Perhaps unsurprisingly, an organization close to top FS-ISAC members has recently been involved in laying the groundwork for that very “global fincyber utility” — the World Economic Forum, which recently produced the model for such a utility through its Partnership against Cybercrime (WEF-PAC) project. Not only are top individuals at FS-ISAC involved in WEF cybersecurity projects like Cyber Polygon, but FS-ISAC’s CEO was also an adviser to the WEF-Carnegie Endowment for International Peace report that warned that the global financial system was increasingly vulnerable to cyber attacks and was the subject of the first article in this 2-part series.


Another article, published earlier this year at Unlimited Hangout, also explored the WEF’s Cyber Polygon 2020 simulation of a cyber attack targeting the global financial system. Another iteration of Cyber Polygon is due to take place tomorrow July 9th and will focus on simulating a supply chain cyber attack.

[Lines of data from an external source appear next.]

//! `Tensor` and `GraphContext`.
//!
//! `Tensor` holds no data. It is a lightweight handle to a node of the graph
//! that is being traced; every operation on it appends a node instead of
//! computing anything. Forward implementations of modules are written
//! against this type, so the same code is both the "trace" and, after
//! compilation, the computation that runs on a backend.

use crate::asg::{Asg, NodeId, NodeType, Value};
use ndarray::arr0;
use std::cell::RefCell;
use std::ops::{Add, Div, Mul, Neg, Sub};
use std::rc::Rc;

/// Owns the graph a trace is recorded into.
///
/// Shared between tensor handles through `Rc<RefCell<_>>`.
#[derive(Debug, Clone)]
pub struct GraphContext {
    main_graph: Asg,
}

impl GraphContext {
    pub fn new() -> Self {
        Self { main_graph: Asg::new(0, Some("main".to_string())) }
    }

    pub fn main_graph_mut(&mut self) -> &mut Asg {
        &mut self.main_graph
    }

    pub fn main_graph(&self) -> &Asg {
        &self.main_graph
    }

    /// Fresh shared context, the form every constructor below expects.
    pub fn shared() -> Rc<RefCell<GraphContext>> {
        Rc::new(RefCell::new(Self::new()))
    }
}

impl Default for GraphContext {
    fn default() -> Self {
        Self::new()
    }
}

/// Symbolic handle to a node of the graph being traced.
#[derive(Debug, Clone)]
pub struct Tensor {
    pub node_id: NodeId,
    pub context: Rc<RefCell<GraphContext>>,
}

impl Tensor {
    /// Graph input; bound to real data on every run.
    pub fn new_input(context: &Rc<RefCell<GraphContext>>, name: &str) -> Self {
        let mut ctx = context.borrow_mut();
        let graph = ctx.main_graph_mut();
        let node_id = graph.add_node(Some(name.to_string()), NodeType::Input { name: name.to_string() });
        graph.inputs.push(node_id);
        Self { node_id, context: Rc::clone(context) }
    }

    /// Trainable parameter, addressed by its flattened path.
    pub fn new_parameter(context: &Rc<RefCell<GraphContext>>, name: &str) -> Self {
        let node_id = context
            .borrow_mut()
            .main_graph_mut()
            .add_node(Some(name.to_string()), NodeType::Parameter { name: name.to_string() });
        Self { node_id, context: Rc::clone(context) }
    }

    /// Non-trainable buffer, addressed by its flattened path.
    pub fn new_buffer(context: &Rc<RefCell<GraphContext>>, name: &str) -> Self {
        let node_id = context
            .borrow_mut()
            .main_graph_mut()
            .add_node(Some(name.to_string()), NodeType::Buffer { name: name.to_string() });
        Self { node_id, context: Rc::clone(context) }
    }

    /// Constant embedded into the graph.
    pub fn new_literal(context: &Rc<RefCell<GraphContext>>, data: Value, name: &str) -> Self {
        let node_id = context
            .borrow_mut()
            .main_graph_mut()
            .add_node(Some(name.to_string()), NodeType::Literal(data));
        Self { node_id, context: Rc::clone(context) }
    }

    /// Scalar constant in the same graph as `self`.
    pub fn scalar(&self, value: f32) -> Tensor {
        self.push(NodeType::Literal(arr0(value).into_dyn()))
    }

    fn push(&self, node_type: NodeType) -> Tensor {
        let node_id = self.context.borrow_mut().main_graph_mut().add_node(None, node_type);
        Tensor { node_id, context: Rc::clone(&self.context) }
    }

    fn binary(&self, rhs: &Tensor, op: fn(NodeId, NodeId) -> NodeType) -> Tensor {
        debug_assert!(
            Rc::ptr_eq(&self.context, &rhs.context),
            "tensors from different graphs cannot be combined"
        );
        self.push(op(self.node_id, rhs.node_id))
    }

    // --- Math ---

    pub fn pow(&self, power: &Tensor) -> Tensor {
        self.binary(power, NodeType::Power)
    }

    pub fn powf(&self, power: f32) -> Tensor {
        let p = self.scalar(power);
        self.pow(&p)
    }

    pub fn dot(&self, other: &Tensor) -> Tensor {
        self.binary(other, NodeType::MatrixMultiply)
    }

    pub fn greater_than(&self, other: &Tensor) -> Tensor {
        self.binary(other, NodeType::GreaterThan)
    }

    pub fn scale(&self, factor: f32) -> Tensor {
        let f = self.scalar(factor);
        self * &f
    }

    pub fn add_scalar(&self, value: f32) -> Tensor {
        let v = self.scalar(value);
        self + &v
    }

    pub fn exp(&self) -> Tensor {
        self.push(NodeType::Exp(self.node_id))
    }

    pub fn log(&self) -> Tensor {
        self.push(NodeType::Log(self.node_id))
    }

    pub fn sqrt(&self) -> Tensor {
        self.push(NodeType::Sqrt(self.node_id))
    }

    // --- Activations ---

    pub fn relu(&self) -> Tensor {
        self.push(NodeType::ReLU(self.node_id))
    }

    pub fn sigmoid(&self) -> Tensor {
        self.push(NodeType::Sigmoid(self.node_id))
    }

    pub fn tanh(&self) -> Tensor {
        self.push(NodeType::Tanh(self.node_id))
    }

    // --- Reductions ---

    pub fn sum(&self) -> Tensor {
        self.push(NodeType::Sum(self.node_id))
    }

    pub fn mean(&self) -> Tensor {
        self.push(NodeType::Mean(self.node_id))
    }

    // --- Shape ---

    pub fn transpose(&self, axis1: usize, axis2: usize) -> Tensor {
        self.push(NodeType::Transpose(self.node_id, axis1, axis2))
    }

    pub fn broadcast_like(&self, target: &Tensor) -> Tensor {
        self.binary(target, NodeType::Broadcast)
    }
}

// Operators for `a + b` syntax, on references and owned handles alike.
macro_rules! impl_binary_op {
    ($trait:ident, $method:ident, $node:ident) => {
        impl $trait<&Tensor> for &Tensor {
            type Output = Tensor;
            fn $method(self, rhs: &Tensor) -> Tensor {
                self.binary(rhs, NodeType::$node)
            }
        }

        impl $trait<Tensor> for Tensor {
            type Output = Tensor;
            fn $method(self, rhs: Tensor) -> Tensor {
                (&self).binary(&rhs, NodeType::$node)
            }
        }

        impl $trait<&Tensor> for Tensor {
            type Output = Tensor;
            fn $method(self, rhs: &Tensor) -> Tensor {
                (&self).binary(rhs, NodeType::$node)
            }
        }

        impl $trait<Tensor> for &Tensor {
            type Output = Tensor;
            fn $method(self, rhs: Tensor) -> Tensor {
                self.binary(&rhs, NodeType::$node)
            }
        }
    };
}

impl_binary_op!(Add, add, Add);
impl_binary_op!(Sub, sub, Subtract);
impl_binary_op!(Mul, mul, Multiply);
impl_binary_op!(Div, div, Divide);

impl Neg for &Tensor {
    type Output = Tensor;
    fn neg(self) -> Tensor {
        self.push(NodeType::Negate(self.node_id))
    }
}

impl Neg for Tensor {
    type Output = Tensor;
    fn neg(self) -> Tensor {
        -&self
    }
}

#[cfg(test)]
mod tests {
    use super::*;

    #[test]
    fn operations_append_nodes() {
        let ctx = GraphContext::shared();
        let x = Tensor::new_input(&ctx, "x");
        let w = Tensor::new_parameter(&ctx, "w");
        let y = (&x * &w).sum();

        let graph = ctx.borrow();
        let graph = graph.main_graph();
        assert_eq!(graph.inputs, vec![x.node_id]);
        assert_eq!(graph.len(), 4);
        assert_eq!(graph.nodes[y.node_id].node_type, NodeType::Sum(y.node_id - 1));
    }

    #[test]
    fn owned_and_borrowed_operators_agree() {
        let ctx = GraphContext::shared();
        let a = Tensor::new_input(&ctx, "a");
        let b = Tensor::new_input(&ctx, "b");
        let by_ref = &a - &b;
        let owned = a.clone() - b.clone();
        let graph = ctx.borrow();
        assert_eq!(
            graph.main_graph().nodes[by_ref.node_id].node_type,
            graph.main_graph().nodes[owned.node_id].node_type
        );
    }
}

A major theme in these efforts has not only been an emphasis on global cooperation, but also a merging of private banks and/or corporations with the State, specifically intelligence and law enforcement agencies. In addition, many of the banks, institutions and individuals involved in the creation of these reports and simulations are either actively involved in WEF-related efforts to usher in a new global economic model of “stakeholder capitalism” or are seeking to imminently introduce, or are actively developing, central bank-backed digital currencies, or CBDCs.


In addition, and as mentioned in the first article in this series, a cyber attack like those described in these reports and simulations would also provide the perfect scenario for dismantling the current failing financial system, as it would absolve central banks and corrupt financial institutions of any responsibility. The convergence of several concerning factors in the financial world, including the end of LIBOR at the end of year and the imminent hyperinflation of globally important currencies, suggests that the time is ripe for an event that would not only allow the global economy to “reset”, but also absolve the fundamentally corrupt financial institutions around the world from any wrongdoing. Instead, faceless hackers can be blamed and, given recent precedents in the US and elsewhere, any group or nation state can be blamed with minimal evidence as politically convenient.

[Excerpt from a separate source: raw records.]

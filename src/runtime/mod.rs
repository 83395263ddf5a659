//! Execution environments (backends) for ASG graphs.
//!
//! A backend binds values to the leaves of a traced graph and computes its
//! outputs. `CpuBackend` is the reference implementation.

pub mod backend;
pub mod cpu_backend;

pub use backend::{Backend, Memo, RuntimeError};
pub use cpu_backend::CpuBackend;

This report will closely examine both FS-ISAC’s recent predictions and the WEF Partnership against Cybercrime, specifically the WEF-PAC’s efforts to position itself as the cybersecurity alliance of choice if and when such a catastrophic cyber attack cripples the current financial system.

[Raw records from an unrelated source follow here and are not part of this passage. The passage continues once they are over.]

/// Tree operations available on every component, including `dyn Module`.
pub trait ModuleExt: Module {
    // --- Registration (delegates to the core) ---

    fn register_parameter(&mut self, name: &str, parameter: impl Into<Parameter>) -> ModuleResult<()> {
        self.core_mut().register_parameter(name, parameter)
    }

    fn deregister_parameter(&mut self, name: &str) -> ModuleResult<Parameter> {
        self.core_mut().deregister_parameter(name)
    }

    fn register_buffer(&mut self, name: &str, buffer: Option<Value>) -> ModuleResult<()> {
        self.core_mut().register_buffer(name, buffer)
    }

    fn deregister_buffer(&mut self, name: &str) -> ModuleResult<Option<Value>> {
        self.core_mut().deregister_buffer(name)
    }

    fn add_module(&mut self, name: &str, module: Option<Box<dyn Module>>) -> ModuleResult<()> {
        self.core_mut().add_module(name, module)
    }

    fn pop_module(&mut self, name: &str) -> ModuleResult<Option<Box<dyn Module>>> {
        self.core_mut().pop_module(name)
    }

    fn set_attr(&mut self, name: &str, value: Attr) -> ModuleResult<()> {
        self.core_mut().set_attr(name, value)
    }

    fn get_attr(&self, name: &str) -> ModuleResult<AttrRef<'_>> {
        self.core().get_attr(name)
    }

    // --- Path resolution ---

    /// Resolves `"a.b.c"` child by child.
    fn get_module(&self, path: &str) -> ModuleResult<&dyn Module> {
        let mut atom: &dyn Module = self.as_module();
        for bar in path.split(SEPARATOR) {
            atom = match atom.core().get_attr(bar)? {
                AttrRef::Module(Some(module)) => module,
                _ => return Err(ModuleError::NotAComponent(bar.to_string())),
            };
        }
        Ok(atom)
    }

    fn get_module_mut(&mut self, path: &str) -> ModuleResult<&mut dyn Module> {
        let mut atom: &mut dyn Module = self.as_module_mut();
        for bar in path.split(SEPARATOR) {
            atom = atom.core_mut().child_mut_checked(bar)?;
        }
        Ok(atom)
    }

    /// Resolves `"a.b.w"` to the parameter `w` of component `a.b`. A bare
    /// name resolves against `self`.
    fn get_parameter(&self, path: &str) -> ModuleResult<&Parameter> {
        let (module, name) = match path.rsplit_once(SEPARATOR) {
            Some((prefix, name)) => (self.get_module(prefix)?, name),
            None => (self.as_module(), path),
        };
        match module.core().get_attr(name)? {
            AttrRef::Parameter(parameter) => Ok(parameter),
            _ => Err(ModuleError::NotAParameter(name.to_string())),
        }
    }

    // --- Traversal ---

    /// Depth-first `(path, component)` pairs in registration order.
    fn named_modules(&self, prefix: &str, include_self: bool, include_children: bool) -> NamedModules<'_> {
        NamedModules::new(self.as_module(), prefix, include_self, include_children)
    }

    /// Descendants (not `self`); only direct children unless `include_children`.
    fn modules(&self, include_children: bool) -> impl Iterator<Item = &dyn Module> {
        self.named_modules("", false, include_children).map(|(_, module)| module)
    }

    fn named_parameters(&self, prefix: &str, recursive: bool) -> impl Iterator<Item = (String, &Parameter)> {
        traverse::named_members(self.as_module(), prefix, recursive, |core| core.parameter_entries())
    }

    /// Like `named_parameters`, but each distinct box is yielded once, at
    /// its first path.
    fn named_parameters_dedup(&self, prefix: &str, recursive: bool) -> impl Iterator<Item = (String, &Parameter)> {
        traverse::dedup_by_identity(self.named_parameters(prefix, recursive))
    }

    fn parameters(&self, recursive: bool) -> impl Iterator<Item = &Parameter> {
        self.named_parameters("", recursive).map(|(_, parameter)| parameter)
    }

    fn named_buffers(&self, prefix: &str, recursive: bool) -> impl Iterator<Item = (String, Option<&Value>)> {
        traverse::named_members(self.as_module(), prefix, recursive, |core| core.buffer_entries())
    }

    fn buffers(&self, recursive: bool) -> impl Iterator<Item = Option<&Value>> {
        self.named_buffers("", recursive).map(|(_, buffer)| buffer)
    }

    /// Total scalar count over all initialized parameters of the tree.
    fn num_parameters(&self) -> usize {
        self.parameters(true).map(Parameter::numel).sum()
    }

    // --- Training mode ---

    fn training(&self) -> bool {
        self.core().training()
    }

    fn set_training(&mut self, mode: bool) {
        self.core_mut().set_training(mode);
    }

    fn train(&mut self) {
        self.set_training(true);
    }

    fn eval(&mut self) {
        self.set_training(false);
    }

    // --- Functional dispatch ---

    /// Flattened values of all initialized parameters.
    fn parameter_values(&self) -> NamedValues {
        self.named_parameters("", true)
            .filter_map(|(name, parameter)| parameter.value().map(|v| (name, v)))
            .collect()
    }

    /// Flattened values of all present buffers.
    fn buffer_values(&self) -> NamedValues {
        self.named_buffers("", true)
            .filter_map(|(name, buffer)| buffer.map(|v| (name, v.clone())))
            .collect()
    }

    /// Calls the compiled forward on the CPU backend.
    fn invoke(&self, inputs: &Value) -> ModuleResult<Value> {
        self.invoke_on(&CpuBackend::new(), inputs)
    }

    /// Flattens the current state and runs the compiled forward on
    /// `backend`. The graph is traced once per instance (and training mode
    /// and parameter/buffer layout) and reused afterwards.
    fn invoke_on<B: Backend>(&self, backend: &B, inputs: &Value) -> ModuleResult<Value> {
        let module = self.as_module();
        let params = self.parameter_values();
        let buffers = self.buffer_values();
        let key = CacheKey::forward(module.core().training(), &params, &buffers);
        let compiled = module
            .core()
            .cache()
            .get_or_compile(key, || jit::compile_forward(module, &params, &buffers))?;
        trace!(owner = module.class_name(), params = params.len(), "invoke");
        let mut outputs = compiled.run(backend, &params, &buffers, std::slice::from_ref(inputs))?;
        outputs.pop().ok_or(ModuleError::Graph(AsgError::NoOutput))
    }

    /// Traces and runs `forward` without touching the compile cache.
    fn forward_eager(&self, inputs: &Value) -> ModuleResult<Value> {
        let module = self.as_module();
        let params = self.parameter_values();
        let buffers = self.buffer_values();
        let compiled = jit::compile_forward(module, &params, &buffers)?;
        let mut outputs = compiled.run(&CpuBackend::new(), &params, &buffers, std::slice::from_ref(inputs))?;
        outputs.pop().ok_or(ModuleError::Graph(AsgError::NoOutput))
    }

    /// `gradient_on` with the CPU backend.
    fn gradient<F>(&self, loss: F, inputs: &Value, extra: &[Value]) -> ModuleResult<ValueAndGrad>
    where
        F: Fn(&Tensor, &[Tensor]) -> Tensor + 'static,
    {
        self.gradient_on(&CpuBackend::new(), loss, inputs, extra)
    }

    /// Value of `loss(forward(inputs), extra)` and its gradient with respect
    /// to the flattened parameters. Buffers and inputs are constants.
    ///
    /// The compiled graph is cached only when `loss` is a zero-sized type
    /// (a `fn` item or a closure without captures), whose type alone fixes
    /// the computation. Function pointers and capturing closures are traced
    /// on every call.
    fn gradient_on<B, F>(&self, backend: &B, loss: F, inputs: &Value, extra: &[Value]) -> ModuleResult<ValueAndGrad>
    where
        B: Backend,
        F: Fn(&Tensor, &[Tensor]) -> Tensor + 'static,
    {
        let module = self.as_module();
        let params = self.parameter_values();
        let buffers = self.buffer_values();
        let compile = || jit::compile_gradient(module, &params, &buffers, &loss, extra.len());
        let compiled = if mem::size_of::<F>() == 0 {
            let key = CacheKey::gradient(
                module.core().training(),
                TypeId::of::<F>(),
                extra.len(),
                &params,
                &buffers,
            );
            module.core().cache().get_or_compile(key, compile)?
        } else {
            Rc::new(compile()?)
        };
        trace!(owner = module.class_name(), params = params.len(), "gradient");

        let mut run_inputs = Vec::with_capacity(1 + extra.len());
        run_inputs.push(inputs.clone());
        run_inputs.extend_from_slice(extra);
        let outputs = compiled.run(backend, &params, &buffers, &run_inputs)?;

        let (objective, grads) = outputs.split_first().ok_or(ModuleError::Graph(AsgError::NoOutput))?;
        if objective.len() != 1 {
            return Err(ModuleError::NotScalar(objective.shape().to_vec()));
        }
        let value = objective.iter().copied().next().unwrap_or_default();
        let mut computed: NamedValues = compiled
            .gradient_names()
            .iter()
            .cloned()
            .zip(grads.iter().cloned())
            .collect();
        let grads = self
            .named_parameters("", true)
            .map(|(name, _)| {
                let grad = computed.shift_remove(&name);
                (name, grad)
            })
            .collect();
        Ok(ValueAndGrad { value, grads })
    }
}

impl<M: Module + ?Sized> ModuleExt for M {}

Of particular interest is the call by both FS-ISAC and the WEF Partnership against Cybercrime to specifically target cryptocurrencies, particularly those that favor transactional anonymity, as well as the infrastructure on which those cryptocurrencies run. Though framed as a way to combat “cybercrime”, it is obvious that cryptocurrencies are to be unwanted competitors for the soon-to-be-launched central bank digital currencies.


In addition, as this report will show, there is a related push by WEF partners to “tackle cybercrime” that seeks to end privacy and the potential for anonymity on the internet in general, by linking government-issued IDs to internet access. Such a policy would allow governments to surveil every piece of online content accessed as well as every post or comment authored by each citizen, supposedly to ensure that no citizen can engage in “criminal” activity online.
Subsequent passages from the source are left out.